ABOUT THIS TASK ▸ Copy every line of the following data that includes the string "redact".

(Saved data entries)
···
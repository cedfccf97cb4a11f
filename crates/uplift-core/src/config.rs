//! Security configuration from a JSON file and `UPLIFT_*` environment variables

use crate::error::{ConfigError, SecurityError};
use crate::security::{
    CommandPolicy, DEFAULT_AUDIT_CAPACITY, PathPolicy, PluginPolicy, SecurityProfile, SigningKey,
};
use serde::{Deserialize, Serialize};
use std::env;
use std::fmt;
use std::fs;
use std::path::{Path, PathBuf};
use tracing::debug;

pub const ENV_PROFILE: &str = "UPLIFT_SECURITY_PROFILE";
pub const ENV_PLUGIN_SECRET_KEY: &str = "UPLIFT_PLUGIN_SECRET_KEY";
pub const ENV_CACHE_SECRET_KEY: &str = "UPLIFT_CACHE_SECRET_KEY";
pub const ENV_ALLOWED_DIRS: &str = "UPLIFT_ALLOWED_DIRS";
pub const ENV_BASE_DIR: &str = "UPLIFT_BASE_DIR";
pub const ENV_AUDIT_CAPACITY: &str = "UPLIFT_AUDIT_CAPACITY";

/// Everything needed to construct the validators once at startup
#[derive(Clone, PartialEq, Eq, Serialize, Deserialize)]
#[serde(default)]
pub struct SecurityConfig {
    pub profile: SecurityProfile,
    #[serde(skip_serializing)]
    pub plugin_secret_key: Option<String>,
    #[serde(skip_serializing)]
    pub cache_secret_key: Option<String>,
    /// Empty means the working-directory defaults
    pub allowed_directories: Vec<PathBuf>,
    pub base_directory: Option<PathBuf>,
    pub audit_capacity: usize,
    /// Extra command names treated as safe
    pub command_whitelist: Vec<String>,
}

impl Default for SecurityConfig {
    fn default() -> Self {
        Self {
            profile: SecurityProfile::default(),
            plugin_secret_key: None,
            cache_secret_key: None,
            allowed_directories: Vec::new(),
            base_directory: None,
            audit_capacity: DEFAULT_AUDIT_CAPACITY,
            command_whitelist: Vec::new(),
        }
    }
}

impl fmt::Debug for SecurityConfig {
    fn fmt(&self, f: &mut fmt::Formatter<'_>) -> fmt::Result {
        let redact = |k: &Option<String>| k.as_ref().map(|_| "[REDACTED]");
        f.debug_struct("SecurityConfig")
            .field("profile", &self.profile)
            .field("plugin_secret_key", &redact(&self.plugin_secret_key))
            .field("cache_secret_key", &redact(&self.cache_secret_key))
            .field("allowed_directories", &self.allowed_directories)
            .field("base_directory", &self.base_directory)
            .field("audit_capacity", &self.audit_capacity)
            .field("command_whitelist", &self.command_whitelist)
            .finish()
    }
}

impl SecurityConfig {
    pub fn for_profile(profile: SecurityProfile) -> Self {
        Self {
            profile,
            ..Self::default()
        }
    }

    /// Defaults overridden by the process environment
    pub fn from_env() -> Result<Self, ConfigError> {
        Self::default().apply_overrides(|name| env::var(name).ok())
    }

    /// Defaults overridden by `lookup`, which stands in for the environment
    pub fn from_lookup<F>(lookup: F) -> Result<Self, ConfigError>
    where
        F: Fn(&str) -> Option<String>,
    {
        Self::default().apply_overrides(lookup)
    }

    pub fn from_file(path: &Path) -> Result<Self, ConfigError> {
        let content = fs::read_to_string(path).map_err(|source| ConfigError::Read {
            path: path.to_path_buf(),
            source,
        })?;
        serde_json::from_str(&content).map_err(|source| ConfigError::Parse {
            path: path.to_path_buf(),
            source,
        })
    }

    /// File values, then environment overrides
    pub fn load(path: &Path) -> Result<Self, ConfigError> {
        let config = Self::from_file(path)?.apply_overrides(|name| env::var(name).ok())?;
        debug!(path = %path.display(), profile = %config.profile, "security config loaded");
        Ok(config)
    }

    pub fn apply_overrides<F>(mut self, lookup: F) -> Result<Self, ConfigError>
    where
        F: Fn(&str) -> Option<String>,
    {
        if let Some(profile) = lookup(ENV_PROFILE) {
            self.profile = profile.parse()?;
        }
        if let Some(key) = lookup(ENV_PLUGIN_SECRET_KEY).filter(|k| !k.is_empty()) {
            self.plugin_secret_key = Some(key);
        }
        if let Some(key) = lookup(ENV_CACHE_SECRET_KEY).filter(|k| !k.is_empty()) {
            self.cache_secret_key = Some(key);
        }
        if let Some(dirs) = lookup(ENV_ALLOWED_DIRS) {
            self.allowed_directories = env::split_paths(&dirs)
                .filter(|p| !p.as_os_str().is_empty())
                .collect();
        }
        if let Some(base) = lookup(ENV_BASE_DIR).filter(|b| !b.is_empty()) {
            self.base_directory = Some(PathBuf::from(base));
        }
        if let Some(capacity) = lookup(ENV_AUDIT_CAPACITY) {
            self.audit_capacity = capacity
                .trim()
                .parse()
                .ok()
                .filter(|c| *c > 0)
                .ok_or_else(|| {
                    ConfigError::invalid_value(ENV_AUDIT_CAPACITY, "expected a positive integer")
                })?;
        }
        Ok(self)
    }

    pub fn plugin_signing_key(&self) -> Result<SigningKey, SecurityError> {
        SigningKey::resolve(
            self.plugin_secret_key.as_deref(),
            ENV_PLUGIN_SECRET_KEY,
            self.profile,
        )
    }

    pub fn cache_signing_key(&self) -> Result<SigningKey, SecurityError> {
        SigningKey::resolve(
            self.cache_secret_key.as_deref(),
            ENV_CACHE_SECRET_KEY,
            self.profile,
        )
    }

    pub fn command_policy(&self) -> CommandPolicy {
        CommandPolicy::for_profile(self.profile).with_whitelisted(self.command_whitelist.iter().cloned())
    }

    pub fn path_policy(&self) -> PathPolicy {
        PathPolicy {
            base_directory: self.base_directory.clone(),
            ..PathPolicy::for_profile(self.profile, self.allowed_directories.clone())
        }
    }

    pub fn plugin_policy(&self) -> PluginPolicy {
        PluginPolicy::for_profile(self.profile)
    }
}
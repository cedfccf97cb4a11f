//! The unsafe primitive: whatever actually brings plugin code to life

use crate::error::ToolResult;
use async_trait::async_trait;
use chrono::{DateTime, Utc};
use parking_lot::RwLock;
use serde::Serialize;
use std::collections::BTreeMap;
use std::path::{Path, PathBuf};
use std::sync::Arc;
use tracing::debug;
use uplift_core::security::signature::sha256_hex;

/// Loads source that has already been approved
///
/// Implementations run or register the code; they never see source that
/// failed validation.
#[async_trait]
pub trait ModuleLoader: Send + Sync {
    type Handle: Clone + Send + Sync + 'static;

    async fn load(&self, name: &str, path: &Path, source: &str) -> ToolResult<Self::Handle>;
}

/// Metadata for a module handed to the host runtime
#[derive(Debug, Clone, PartialEq, Eq, Serialize)]
pub struct LoadedModule {
    pub name: String,
    pub path: PathBuf,
    pub code_hash: String,
    pub size_bytes: usize,
    pub loaded_at: DateTime<Utc>,
}

/// Keeps approved sources in memory for an embedding interpreter to pick up
#[derive(Debug, Default)]
pub struct SourceModuleLoader {
    sources: RwLock<BTreeMap<String, Arc<str>>>,
}

impl SourceModuleLoader {
    pub fn new() -> Self {
        Self::default()
    }

    /// Source of a loaded module
    pub fn source(&self, name: &str) -> Option<Arc<str>> {
        self.sources.read().get(name).cloned()
    }
}

#[async_trait]
impl ModuleLoader for SourceModuleLoader {
    type Handle = Arc<LoadedModule>;

    async fn load(&self, name: &str, path: &Path, source: &str) -> ToolResult<Self::Handle> {
        let module = LoadedModule {
            name: name.to_string(),
            path: path.to_path_buf(),
            code_hash: sha256_hex(source.as_bytes()),
            size_bytes: source.len(),
            loaded_at: Utc::now(),
        };
        self.sources.write().insert(name.to_string(), Arc::from(source));
        debug!(module = name, hash = %module.code_hash, "module source registered");
        Ok(Arc::new(module))
    }
}
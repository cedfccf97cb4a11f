//! File editing behind the path validator

mod editor;
mod manager;
mod tool;

pub use editor::FileEditor;
pub use manager::SecurePathManager;
pub use tool::{EditCommand, SecureEditTool};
···
RESULT OF THE EXERCISE ▸
        let redact = |k: &Option<String>| k.as_ref().map(|_| "[REDACTED]");
            .field("plugin_secret_key", &redact(&self.plugin_secret_key))
            .field("cache_secret_key", &redact(&self.cache_secret_key))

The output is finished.